Willful Exposure to Needless Peril

Sun Insurance Co. issued to Felix a personal accident policy having this provision:
“the company shall not be liable in respect of ‘bodily injury’ consequent upon the insured
person who willfully exposes himself to needless peril except in an attempt to save human
life". Felix designated his wife, Nerissa as beneficiary. One evening, Felix, while playing
with his hand gun, suddenly stood in front of his secretary, Pilar, and pointed the gun at
her. Startled, she pushed the gun aside and said that it may be loaded. Thus, Felix, to
assure her that it was not loaded, pointed it at his temple. The next moment, there was an
explosion and Felix slumped to the floor lifeless. Nerissa, then claimed the proceeds from
Sun Insurance, but the latter rejected her claim on the ground that the death of Felix was
not accidental. Nerissa sued the insurer. Will Nerissa’s claim prosper?

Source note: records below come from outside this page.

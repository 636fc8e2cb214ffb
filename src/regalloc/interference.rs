use std::collections::{BTreeMap, BTreeSet};

use serde::Serialize;

use crate::{
  asm::Temp,
  cfg::{Color, Function},
  error::{BackendError, Result},
  regalloc::liveness::Liveness,
  utils::{Graph, NodeId},
};

// Represent the interference graph built from the IR and its liveness.
#[derive(Debug, Clone)]
pub struct InterferenceGraph {
  graph: Graph<Temp>,
  /// Temps with a fixed color
  precolored: BTreeMap<Temp, Color>,
  /// `(dest, src)` of every temp-to-temp copy
  copies: BTreeSet<(Temp, Temp)>,
}

#[derive(Serialize)]
struct GraphDump<'a> {
  function: &'a str,
  nodes: Vec<NodeDump>,
  copies: Vec<(Temp, Temp)>,
}

#[derive(Serialize)]
struct NodeDump {
  temp: Temp,
  precolored: Option<Color>,
  neighbors: Vec<Temp>,
}

impl InterferenceGraph {
  /// Build the interference graph from the liveness analysis result.
  pub fn build(func: &Function, liveness: &Liveness) -> Self {
    let mut graph = Graph::new();
    let mut copies = BTreeSet::new();

    for param in func.register_params() {
      graph.add_node(param);
    }
    for temp in func.precolored.keys() {
      graph.add_node(*temp);
    }

    // parameters and anything read before its definition are all defined on entry
    let entry_live = liveness.entry_live_in();
    for def in func.register_params().chain(entry_live.iter().copied()) {
      for live in entry_live {
        graph.add_edge(def, *live);
      }
    }

    for block in func.blocks.iter().filter(|b| liveness.is_reachable(b.id)) {
      for (idx, instr) in block.instrs.iter().enumerate() {
        for temp in instr.uses() {
          graph.add_node(temp);
        }
        let Some(def) = instr.dest() else {
          continue;
        };
        graph.add_node(def);

        let copy_src = instr.copy_pair().map(|(_, src)| src);
        if let Some((dest, src)) = instr.copy_pair() {
          copies.insert((dest, src));
        }
        for live in liveness.live_after(block.id, idx) {
          if *live != def && Some(*live) != copy_src {
            graph.add_edge(def, *live);
          }
        }
      }
    }

    log::debug!(
      "interference graph of `{}`: {} nodes, {} edges",
      func.name,
      graph.len(),
      graph.num_edges()
    );

    InterferenceGraph {
      graph,
      precolored: func.precolored.clone(),
      copies,
    }
  }

  /// Pre-colored nodes must fit in the register budget and never share a
  /// color with a pre-colored neighbor.
  pub fn check_precolored(&self, k: usize, func: &Function) -> Result<()> {
    for (temp, color) in &self.precolored {
      if *color >= k {
        return Err(BackendError::config(format!(
          "{} in `{}` is pinned to color {} but only {} colors are available",
          temp, func.name, color, k
        )));
      }
    }

    for (temp, color) in &self.precolored {
      for neigh in self.neighbors(temp) {
        if neigh > *temp && self.precolored.get(&neigh) == Some(color) {
          return Err(BackendError::internal(
            &func.name,
            format!("pre-colored {} and {} interfere but share color {}", temp, neigh, color),
            Some(self.to_json(&func.name)),
          ));
        }
      }
    }
    Ok(())
  }

  pub fn graph(&self) -> &Graph<Temp> {
    &self.graph
  }

  pub fn precolored(&self) -> &BTreeMap<Temp, Color> {
    &self.precolored
  }

  pub fn copies(&self) -> &BTreeSet<(Temp, Temp)> {
    &self.copies
  }

  pub fn contains(&self, temp: &Temp) -> bool {
    self.graph.contains(temp)
  }

  pub fn id(&self, temp: &Temp) -> Option<NodeId> {
    self.graph.id(temp)
  }

  /// All nodes, lowest temp first
  pub fn temps(&self) -> Vec<Temp> {
    let mut temps = self.graph.nodes().to_vec();
    temps.sort();
    temps
  }

  /// Neighbors of a temp, lowest first. Empty if the temp is not a node.
  pub fn neighbors(&self, temp: &Temp) -> Vec<Temp> {
    let mut neighbors: Vec<Temp> = self
      .graph
      .neighbors(temp)
      .map(|it| it.collect())
      .unwrap_or_default();
    neighbors.sort();
    neighbors
  }

  pub fn degree(&self, temp: &Temp) -> usize {
    self.id(temp).map_or(0, |id| self.graph.degree(id))
  }

  pub fn interferes(&self, a: &Temp, b: &Temp) -> bool {
    self.graph.has_edge(a, b)
  }

  pub fn num_nodes(&self) -> usize {
    self.graph.len()
  }

  pub fn num_edges(&self) -> usize {
    self.graph.num_edges()
  }

  /// Graph state as JSON, attached to internal errors.
  pub fn to_json(&self, function: &str) -> String {
    let dump = GraphDump {
      function,
      nodes: self
        .temps()
        .into_iter()
        .map(|temp| NodeDump {
          temp,
          precolored: self.precolored.get(&temp).copied(),
          neighbors: self.neighbors(&temp),
        })
        .collect(),
      copies: self.copies.iter().copied().collect(),
    };
    serde_json::to_string_pretty(&dump).unwrap_or_else(|e| format!("{{\"error\": \"{}\"}}", e))
  }
}

#[cfg(test)]
mod tests {
  use super::*;
  use crate::{elaboration::function_from_ir, pipeline::PassContext};

  fn build(src: &str) -> (Function, InterferenceGraph) {
    let func = function_from_ir(src);
    let liveness = Liveness::analyze(&func, &PassContext::default()).unwrap();
    let graph = InterferenceGraph::build(&func, &liveness);
    (func, graph)
  }

  #[test]
  fn simultaneously_live_temps_interfere() {
    let (_, g) = build(
      "fn f(t0) {
        t1 <- t0 + $1;
        t2 <- t0 + $2;
        t3 <- t1 + t2;
        t4 <- t3 + t0;
        ret t4;
      }",
    );
    assert!(g.interferes(&Temp(1), &Temp(0)));
    assert!(g.interferes(&Temp(2), &Temp(0)));
    assert!(g.interferes(&Temp(2), &Temp(1)));
    assert!(g.interferes(&Temp(3), &Temp(0)));
    assert!(!g.interferes(&Temp(3), &Temp(1)));
    assert!(!g.interferes(&Temp(4), &Temp(0)));
    assert_eq!(g.degree(&Temp(4)), 0);
    assert!(g.contains(&Temp(4)));
  }

  #[test]
  fn copies_do_not_interfere_with_their_source() {
    let (_, g) = build(
      "fn f(t0) {
        t1 <- t0;
        t2 <- t0 + t1;
        ret t2;
      }",
    );
    assert!(!g.interferes(&Temp(1), &Temp(0)));
    assert!(g.copies().contains(&(Temp(1), Temp(0))));
  }

  #[test]
  fn no_self_edges() {
    let (_, g) = build(
      "fn f(t0) {
        t0 <- t0 + $1;
        ret t0;
      }",
    );
    assert!(!g.interferes(&Temp(0), &Temp(0)));
    assert_eq!(g.num_edges(), 0);
  }

  #[test]
  fn entry_live_temps_interfere_pairwise() {
    let (_, g) = build(
      "fn f(t0, t1, t2) {
        t3 <- t0 + t1;
        t4 <- t3 + t2;
        ret t4;
      }",
    );
    assert!(g.interferes(&Temp(0), &Temp(1)));
    assert!(g.interferes(&Temp(0), &Temp(2)));
    assert!(g.interferes(&Temp(1), &Temp(2)));
  }

  #[test]
  fn precolor_checks() {
    let src = "fn f(t0: %rdi, t1: %rdi) {
        t2 <- t0 + t1;
        ret t2;
      }";
    let (func, g) = build(src);
    // %rdi is color 1
    assert!(!g.check_precolored(1, &func).unwrap_err().is_fatal());
    let err = g.check_precolored(4, &func).unwrap_err();
    assert!(err.is_fatal());
    assert!(err.postmortem().unwrap().contains("\"precolored\": 1"));
  }

  #[test]
  fn graph_dump_lists_copies() {
    let (_, g) = build(
      "fn f(t0) {
        t1 <- t0;
        t2 <- t1 + $1;
        ret t2;
      }",
    );
    let dump: serde_json::Value = serde_json::from_str(&g.to_json("f")).unwrap();
    assert_eq!(dump["copies"], serde_json::json!([[1, 0]]));
    assert_eq!(dump["nodes"].as_array().unwrap().len(), 3);
  }
}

Nerissa can recover the proceeds of the policy from the insurer. The death of the
insured was not due to suicide or willful exposure to needless peril which are excepted
risks. The insured’s act was purely an act of negligence which is covered by the policy and
for which the insured got the insurance for his protection. In fact, he removed the
magazine from the gun and when he pointed the gun to his temple he did so because he
thought that it was safe for him to do so. He did so to assure his secretary that the gun was
harmless. There is none in the policy that would relieve the insurer of liability for the death
of the insured since the death was an accident (Sun Insurance v. CA, G.R. No. 92383, 17
July 1992).

Liability of Surety to Creditor in the absence of a Written Contract with Principal


[NOTE: issue of first impression.]

Fumitechniks Corporation, represented by Ma. Lourdes Apostol, had applied for


and was issued a surety bond by First Lepanto-Taisho Insurance Corporation (First
Lepanto-Taisho) for the amount of P15,700,000.00. As stated in the attached rider, the
bond was in compliance with the requirement for the grant of a credit line with the
Chevron Philippines, Inc. (Chevron) to guarantee payment of the cost of fuel products
withdrawn within the stipulated time in accordance with the terms and conditions of
agreement between Chevron and Fumitechniks. When Fumitechniks defaulted on its
obligation, Chevron notified First Lepanto-Taisho of Fumitechniks’ unpaid purchases. First
Lepanto-Taisho thereafter demanded to Fumitechniks the submission of a copy of the
agreement secured by the bond, together with copies of documents such as delivery
receipts. Fumitechniks, however, denied that it executed such an agreement with Chevron,
thus no copy of such agreement could be submitted. Because of this, Chevron Philippines,
Inc. sued First Lepanto-Taisho for the payment of unpaid oil and petroleum purchases
made by Fumitechniks. Is the surety liable to the creditor in absence of a written contract
with the principal?

No. Section 176 of the Insurance Code is clear that a surety contract should be read
and interpreted together with the contract entered into between the creditor and the
principal. A surety contract is merely a collateral one, its basis is the principal contract or
undertaking which it secures. Necessarily, the stipulations in such principal agreement must
at least be communicated or made known to the surety. Having accepted the bond,
Chevron as creditor must be held bound by the recital in the surety bond that the terms
and conditions of its distributorship contract be reduced in writing or at the very least
communicated in writing to the surety. Such non-compliance by the Chevron impacts not
on the validity or legality of the surety contract but on the creditor’s right to demand
performance (First Lepanto-Taisho Insurance v. Chevron Philippines, Inc., G.R. No.
177839, 18 January 2012).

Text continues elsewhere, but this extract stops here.